** What to do **
Your task is to repeat exactly the lines below between the line holding "use marketplace::services::auth_service::hash_password;" and the line holding "use marketplace::state::AppState;", inclusive, and only those.
(Beginning of Data for analysis)
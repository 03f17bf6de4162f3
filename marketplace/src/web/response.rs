// marketplace/src/web/response.rs

use serde::Serialize;
use serde_json::Value;

/// Envelope for every JSON body the API returns.
#[derive(Debug, Serialize)]
pub struct ApiResponse<T: Serialize = Value> {
  pub success: bool,
  #[serde(skip_serializing_if = "Option::is_none")]
  pub message: Option<String>,
  #[serde(skip_serializing_if = "Option::is_none")]
  pub data: Option<T>,
}

impl ApiResponse {
  pub fn failure(message: impl Into<String>) -> Self {
    Self {
      success: false,
      message: Some(message.into()),
      data: None,
    }
  }

  pub fn failure_with_data(message: impl Into<String>, data: &impl Serialize) -> Self {
    Self {
      success: false,
      message: Some(message.into()),
      data: serde_json::to_value(data).ok(),
    }
  }

  pub fn message(message: impl Into<String>) -> Self {
    Self {
      success: true,
      message: Some(message.into()),
      data: None,
    }
  }
}

impl<T: Serialize> ApiResponse<T> {
  pub fn success(message: impl Into<String>, data: T) -> Self {
    Self {
      success: true,
      message: Some(message.into()),
      data: Some(data),
    }
  }
}

#[cfg(test)]
mod tests {
  use super::*;
  use serde_json::json;

  #[test]
  fn absent_fields_are_omitted() {
    let body = serde_json::to_value(ApiResponse::message("Deleted")).unwrap();
    assert_eq!(body, json!({ "success": true, "message": "Deleted" }));
  }

  #[test]
  fn success_wraps_data() {
    let body = serde_json::to_value(ApiResponse::success("ok", vec![1, 2])).unwrap();
    assert_eq!(body["data"], json!([1, 2]));
    assert_eq!(body["success"], true);
  }
}
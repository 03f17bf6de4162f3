// tests/common/mod.rs
#![allow(dead_code)] // Each test binary uses a different subset.

use marketplace::config::AppConfig;
use marketplace::db::{CategoryStore, MemoryStore, UserStore};
use marketplace::models::{Category, NewUser, User, UserRole};
use marketplace::services::auth_service::hash_password;
use marketplace::services::mailer::{LogMailer, Mailer};
use marketplace::services::{CategoryService, FlashSaleService, ProductService, ProductSettings, RecoveryService, RecoverySettings};
use marketplace::state::AppState;
use once_cell::sync::Lazy;
use serde_json::{json, Map, Value};
use std::collections::HashMap;
use std::sync::Arc;
use tracing::Level;
use uuid::Uuid;

static TRACING_INIT: Lazy<()> = Lazy::new(|| {
  tracing_subscriber::fmt()
    .with_max_level(Level::DEBUG)
    .with_test_writer()
    .try_init()
    .ok();
});

pub fn setup_tracing() {
  Lazy::force(&TRACING_INIT);
}

pub const USER_PASSWORD: &str = "initial-password";

/// A fresh in-memory store with one category already in it.
pub struct Fixture {
  pub store: Arc<MemoryStore>,
  pub mailer: Arc<LogMailer>,
  pub category: Category,
}

impl Fixture {
  pub async fn new() -> Self {
    Self::with_mailer(LogMailer::new()).await
  }

  pub async fn with_mailer(mailer: LogMailer) -> Self {
    setup_tracing();
    let store = Arc::new(MemoryStore::new());
    let category = store.insert_category("Electronics").await.unwrap();
    Self {
      store,
      mailer: Arc::new(mailer),
      category,
    }
  }

  pub fn product_service(&self) -> ProductService {
    ProductService::new(self.store.clone(), self.store.clone(), ProductSettings::default())
  }

  pub fn flash_sale_service(&self) -> FlashSaleService {
    FlashSaleService::new(self.store.clone(), self.store.clone())
  }

  pub fn category_service(&self) -> CategoryService {
    CategoryService::new(self.store.clone())
  }

  pub fn recovery_service(&self) -> RecoveryService {
    let settings = RecoverySettings {
      app_base_url: "http://shop.test".to_string(),
      ..RecoverySettings::default()
    };
    RecoveryService::new(self.store.clone(), self.mailer.clone(), settings)
  }

  pub fn app_state(&self) -> AppState {
    let mailer: Arc<dyn Mailer> = self.mailer.clone();
    AppState::from_store(self.store.clone(), mailer, Arc::new(memory_config()))
  }

  pub async fn user(&self, email: &str) -> User {
    self
      .store
      .insert_user(NewUser {
        email: email.to_string(),
        password_hash: hash_password(USER_PASSWORD).unwrap(),
        role: UserRole::Vendor,
      })
      .await
      .unwrap()
  }

  /// A complete, valid product submission in this fixture's category.
  pub fn product_fields(&self, name: &str) -> Map<String, Value> {
    let body = json!({
      "name": name,
      "description": "Hand-made and sturdy",
      "price": 49.5,
      "category_id": self.category.id.to_string(),
      "quantity": 3,
    });
    body.as_object().cloned().unwrap()
  }
}

pub fn image_refs(count: usize) -> Vec<String> {
  (0..count).map(|i| format!("uploads/img_{}.png", i)).collect()
}

pub fn new_vendor() -> Uuid {
  Uuid::new_v4()
}

pub fn memory_config() -> AppConfig {
  let vars: HashMap<&str, &str> = HashMap::from([("STORE_BACKEND", "memory"), ("APP_BASE_URL", "http://shop.test")]);
  AppConfig::from_lookup(|name| vars.get(name).map(|v| v.to_string())).unwrap()
}
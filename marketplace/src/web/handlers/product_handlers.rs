// marketplace/src/web/handlers/product_handlers.rs

use actix_web::{web, HttpResponse};
use serde::Deserialize;
use serde_json::{Map, Value};
use tracing::{info, instrument, warn};
use uuid::Uuid;

use crate::errors::AppError;
use crate::models::ProductPatch;
use crate::services::product_service::validate_product_fields;
use crate::state::AppState;
use crate::validation::FieldErrors;
use crate::web::auth::AuthenticatedVendor;
use crate::web::response::ApiResponse;

#[derive(Deserialize, Debug)]
pub struct AddImagePayload {
  pub image: String,
}

const MALFORMED_IMAGES: &str = "images must be a list of image references";

/// Pulls the uploaded image references out of the submitted body.
fn take_image_refs(body: &mut Map<String, Value>) -> Result<Vec<String>, FieldErrors> {
  match body.remove("images") {
    None | Some(Value::Null) => Ok(Vec::new()),
    Some(Value::Array(items)) => items
      .into_iter()
      .map(|item| match item {
        Value::String(image_ref) if !image_ref.trim().is_empty() => Ok(image_ref),
        _ => Err(FieldErrors::single("images", MALFORMED_IMAGES)),
      })
      .collect(),
    Some(_) => Err(FieldErrors::single("images", MALFORMED_IMAGES)),
  }
}

#[instrument(
  name = "handler::create_product",
  skip(app_state, body, vendor),
  fields(vendor_id = %vendor.vendor_id)
)]
pub async fn create_product_handler(
  app_state: web::Data<AppState>,
  body: web::Json<Map<String, Value>>,
  vendor: AuthenticatedVendor,
) -> Result<HttpResponse, AppError> {
  let mut fields = body.into_inner();
  let image_refs = match take_image_refs(&mut fields) {
    Ok(image_refs) => image_refs,
    Err(mut errors) => {
      // Report the remaining fields too, not just the images.
      if let Err(field_errors) = validate_product_fields(&fields) {
        errors.merge(field_errors);
      }
      warn!(invalid_fields = %errors.fields().collect::<Vec<_>>().join(","), "Product submission rejected.");
      return Err(AppError::Validation(errors));
    }
  };

  let product = app_state
    .products
    .create(vendor.vendor_id, &fields, image_refs)
    .await?;
  info!(product_id = %product.id, "Product created.");

  Ok(HttpResponse::Created().json(ApiResponse::success("Product created successfully", product)))
}

#[instrument(name = "handler::list_products", skip(app_state))]
pub async fn list_products_handler(app_state: web::Data<AppState>) -> Result<HttpResponse, AppError> {
  let products = app_state.products.list().await?;
  info!("Successfully fetched {} products.", products.len());
  Ok(HttpResponse::Ok().json(ApiResponse::success("Products fetched successfully", products)))
}

#[instrument(name = "handler::get_product", skip(app_state, path), fields(product_id = %path.as_ref()))]
pub async fn get_product_handler(
  app_state: web::Data<AppState>,
  path: web::Path<Uuid>,
) -> Result<HttpResponse, AppError> {
  let product = app_state.products.get_by_id(path.into_inner()).await?;
  Ok(HttpResponse::Ok().json(ApiResponse::success("Product fetched successfully", product)))
}

#[instrument(
  name = "handler::update_product",
  skip(app_state, path, patch, vendor),
  fields(product_id = %path.as_ref(), vendor_id = %vendor.vendor_id)
)]
pub async fn update_product_handler(
  app_state: web::Data<AppState>,
  path: web::Path<Uuid>,
  patch: web::Json<ProductPatch>,
  vendor: AuthenticatedVendor,
) -> Result<HttpResponse, AppError> {
  let patch = patch.into_inner();
  if patch.is_empty() {
    warn!("Update request carried no fields.");
    return Err(AppError::InvalidInput("No fields to update".to_string()));
  }

  let product = app_state
    .products
    .update(vendor.vendor_id, path.into_inner(), patch)
    .await?;
  Ok(HttpResponse::Ok().json(ApiResponse::success("Product updated successfully", product)))
}

#[instrument(
  name = "handler::delete_product",
  skip(app_state, path, vendor),
  fields(product_id = %path.as_ref(), vendor_id = %vendor.vendor_id)
)]
pub async fn delete_product_handler(
  app_state: web::Data<AppState>,
  path: web::Path<Uuid>,
  vendor: AuthenticatedVendor,
) -> Result<HttpResponse, AppError> {
  app_state.products.delete(vendor.vendor_id, path.into_inner()).await?;
  Ok(HttpResponse::Ok().json(ApiResponse::message("Product deleted successfully")))
}

#[instrument(
  name = "handler::add_product_image",
  skip(app_state, path, payload, vendor),
  fields(product_id = %path.as_ref(), vendor_id = %vendor.vendor_id)
)]
pub async fn add_product_image_handler(
  app_state: web::Data<AppState>,
  path: web::Path<Uuid>,
  payload: web::Json<AddImagePayload>,
  vendor: AuthenticatedVendor,
) -> Result<HttpResponse, AppError> {
  let product = app_state
    .products
    .add_image(vendor.vendor_id, path.into_inner(), &payload.image)
    .await?;
  Ok(HttpResponse::Ok().json(ApiResponse::success("Image added successfully", product)))
}

#[cfg(test)]
mod tests {
  use super::*;
  use serde_json::json;

  fn body(value: Value) -> Map<String, Value> {
    value.as_object().cloned().unwrap()
  }

  #[test]
  fn image_refs_are_taken_out_of_the_body() {
    let mut fields = body(json!({ "name": "Lamp", "images": ["a.png", "b.png"] }));
    let refs = take_image_refs(&mut fields).unwrap();
    assert_eq!(refs, vec!["a.png", "b.png"]);
    assert!(!fields.contains_key("images"));
  }

  #[test]
  fn missing_images_mean_none_uploaded() {
    let mut fields = body(json!({ "name": "Lamp" }));
    assert!(take_image_refs(&mut fields).unwrap().is_empty());
  }

  #[test]
  fn non_string_images_are_rejected() {
    let mut fields = body(json!({ "images": [1, 2] }));
    let errors = take_image_refs(&mut fields).unwrap_err();
    assert_eq!(errors.get("images").unwrap(), &vec![MALFORMED_IMAGES.to_string()]);
  }
}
(End of Data for analysis)
** Worked solution **
use marketplace::services::auth_service::hash_password;
use marketplace::services::mailer::{LogMailer, Mailer};
use marketplace::services::{CategoryService, FlashSaleService, ProductService, ProductSettings, RecoveryService, RecoverySettings};
use marketplace::state::AppState;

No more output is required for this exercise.